= White Heather Club (cricket) =

First English women's cricket club (1887–1957)

The White Heather Club was a women’s cricket club founded in 1887 in Nun Appleton, Yorkshire which is often noted as the first cricket club for women. It was founded 'in consequence of the large amount of cricket at Normanhurst, Glynde, and Eridge,' the Sussex manor houses of the founders. In women's cricket, it developed out of country-house cricket and informal women's and mixed teams. An amateur club which drew mainly from the upper classes, it predated semi-professional women’s cricket such as the Original English Lady Cricketers. It was followed by a small number of other women’s clubs such as the Dragonflies and the Clifton Ladies' Club.

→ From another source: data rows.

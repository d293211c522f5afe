//! REST client for the public user-activity API
//!
//! Every list endpoint is `GET /users/{username}/{collection}?page=N&per_page=M`
//! and returns a JSON array; an empty array means there are no more pages.

use std::time::Duration;

use async_trait::async_trait;
use ghdash_core::config::{ApiConfig, MAX_PER_PAGE};
use ghdash_core::model::{Event, Gist, Item, Repo, User};
use ghdash_core::{CollectionSource, EntityKind, FetchError, FetchResult, ProfileSource};
use reqwest::Client;
use serde::de::DeserializeOwned;
use tracing::{debug, instrument, warn};
use url::Url;

use crate::status::classify_failure;

/// Client for one API root
#[derive(Debug, Clone)]
pub struct GitHubClient {
    client: Client,
    base_url: Url,
    per_page: u32,
}

impl GitHubClient {
    /// Build a client from the `[api]` config section
    pub fn new(config: &ApiConfig) -> FetchResult<Self> {
        let base_url = Url::parse(&config.base_url)
            .map_err(|err| FetchError::transport(format!("invalid API URL '{}': {}", config.base_url, err)))?;
        if base_url.cannot_be_a_base() {
            return Err(FetchError::transport(format!(
                "API URL '{}' cannot be used as a base",
                config.base_url
            )));
        }

        let client = Client::builder()
            .user_agent(config.user_agent.clone())
            .timeout(Duration::from_secs(config.timeout_secs.max(1)))
            .build()
            .map_err(|err| FetchError::transport(format!("failed to build HTTP client: {}", err)))?;

        Ok(Self {
            client,
            base_url,
            per_page: config.per_page.clamp(1, MAX_PER_PAGE),
        })
    }

    pub fn per_page(&self) -> u32 {
        self.per_page
    }

    /// `{base}/users/{username}[/{tail}]`, username percent-encoded
    fn user_url(&self, username: &str, tail: Option<&str>) -> FetchResult<Url> {
        let mut url = self.base_url.clone();
        {
            let mut segments = url
                .path_segments_mut()
                .map_err(|_| FetchError::transport("API URL cannot be used as a base"))?;
            segments.pop_if_empty().push("users").push(username);
            if let Some(tail) = tail {
                segments.extend(tail.split('/'));
            }
        }
        Ok(url)
    }

    fn page_url(&self, username: &str, kind: EntityKind, page: u32) -> FetchResult<Url> {
        let mut url = self.user_url(username, Some(kind.endpoint()))?;
        url.query_pairs_mut()
            .append_pair("page", &page.max(1).to_string())
            .append_pair("per_page", &self.per_page.to_string());
        Ok(url)
    }

    async fn get_json<T: DeserializeOwned>(&self, url: Url, subject: &str) -> FetchResult<T> {
        let response = self
            .client
            .get(url.clone())
            .header("Accept", "application/vnd.github+json")
            .send()
            .await
            .map_err(|err| {
                warn!(url = %url, error = %err, "Request failed");
                FetchError::transport(describe_reqwest_error(&err))
            })?;

        let status = response.status();
        let headers = response.headers().clone();
        let body = response
            .text()
            .await
            .map_err(|err| FetchError::transport(describe_reqwest_error(&err)))?;

        if !status.is_success() {
            let err = classify_failure(status, &headers, subject, &body);
            warn!(url = %url, status = status.as_u16(), error = %err, "API returned an error");
            return Err(err);
        }

        serde_json::from_str(&body).map_err(|err| FetchError::decode(format!("{} ({})", err, url.path())))
    }

    /// Profile lookup; 404 becomes `FetchError::NotFound`
    #[instrument(skip(self))]
    pub async fn user(&self, username: &str) -> FetchResult<User> {
        let url = self.user_url(username, None)?;
        self.get_json(url, username).await
    }

    #[instrument(skip(self))]
    pub async fn events(&self, username: &str, page: u32) -> FetchResult<Vec<Event>> {
        let url = self.page_url(username, EntityKind::Activity, page)?;
        self.get_json(url, username).await
    }

    #[instrument(skip(self))]
    pub async fn received_events(&self, username: &str, page: u32) -> FetchResult<Vec<Event>> {
        let url = self.page_url(username, EntityKind::ReceivedActivity, page)?;
        self.get_json(url, username).await
    }

    #[instrument(skip(self))]
    pub async fn subscriptions(&self, username: &str, page: u32) -> FetchResult<Vec<Repo>> {
        let url = self.page_url(username, EntityKind::Subscription, page)?;
        self.get_json(url, username).await
    }

    #[instrument(skip(self))]
    pub async fn gists(&self, username: &str, page: u32) -> FetchResult<Vec<Gist>> {
        let url = self.page_url(username, EntityKind::Snippet, page)?;
        self.get_json(url, username).await
    }
}

fn into_items<T: Into<Item>>(records: Vec<T>) -> Vec<Item> {
    records.into_iter().map(Into::into).collect()
}

fn describe_reqwest_error(err: &reqwest::Error) -> String {
    if err.is_timeout() {
        format!("request timed out: {}", err)
    } else if err.is_connect() {
        format!("connection failed: {}", err)
    } else {
        err.to_string()
    }
}

#[async_trait]
impl CollectionSource for GitHubClient {
    async fn fetch_page(&self, kind: EntityKind, subject: &str, page: u32) -> FetchResult<Vec<Item>> {
        let items = match kind {
            EntityKind::Activity => into_items(self.events(subject, page).await?),
            EntityKind::ReceivedActivity => into_items(self.received_events(subject, page).await?),
            EntityKind::Subscription => into_items(self.subscriptions(subject, page).await?),
            EntityKind::Snippet => into_items(self.gists(subject, page).await?),
        };
        debug!(%kind, subject, page, count = items.len(), "Fetched page");
        Ok(items)
    }
}

#[async_trait]
impl ProfileSource for GitHubClient {
    async fn fetch_user(&self, username: &str) -> FetchResult<User> {
        self.user(username).await
    }
}

#[cfg(test)]
mod tests {
    use super::*;

    fn client(base: &str, per_page: u32) -> GitHubClient {
        GitHubClient::new(&ApiConfig {
            base_url: base.to_string(),
            per_page,
            ..ApiConfig::default()
        })
        .unwrap()
    }

    #[test]
    fn builds_paged_urls() {
        let gh = client("https://api.github.com", 30);
        let url = gh.page_url("octocat", EntityKind::Activity, 2).unwrap();
        assert_eq!(
            url.as_str(),
            "https://api.github.com/users/octocat/events/public?page=2&per_page=30"
        );

        let url = gh.page_url("octocat", EntityKind::Snippet, 0).unwrap();
        assert!(url.as_str().ends_with("/users/octocat/gists?page=1&per_page=30"));
    }

    #[test]
    fn keeps_base_path_and_encodes_username() {
        let gh = client("https://ghe.example.com/api/v3", 500);
        assert_eq!(gh.per_page(), 100);
        let url = gh.user_url("we ird/name", None).unwrap();
        assert_eq!(url.as_str(), "https://ghe.example.com/api/v3/users/we%20ird%2Fname");
    }

    #[test]
    fn rejects_unusable_base() {
        let err = GitHubClient::new(&ApiConfig {
            base_url: "mailto:someone@example.com".to_string(),
            ..ApiConfig::default()
        })
        .unwrap_err();
        assert!(matches!(err, FetchError::Transport { .. }));
    }
}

The Club was founded in the summer of 1887 by eight ladies, most of them from aristocratic backgrounds. By 1891 its membership had grown to fifty. The players wore the club's colours of pink, white and green on their ties, blazers and boaters.

The Club toured the country playing other women’s teams. From 1908 the team had a regular fixture against Miss Evelyn Tubb's Eleven in Oxfordshire. There was also an annual Married vs. Single game. Presidents of the club included Lucy Baldwin, who hosted a General Meeting of the club at her home at 10 Downing Street while her husband, Stanley Baldwin, was Prime Minister.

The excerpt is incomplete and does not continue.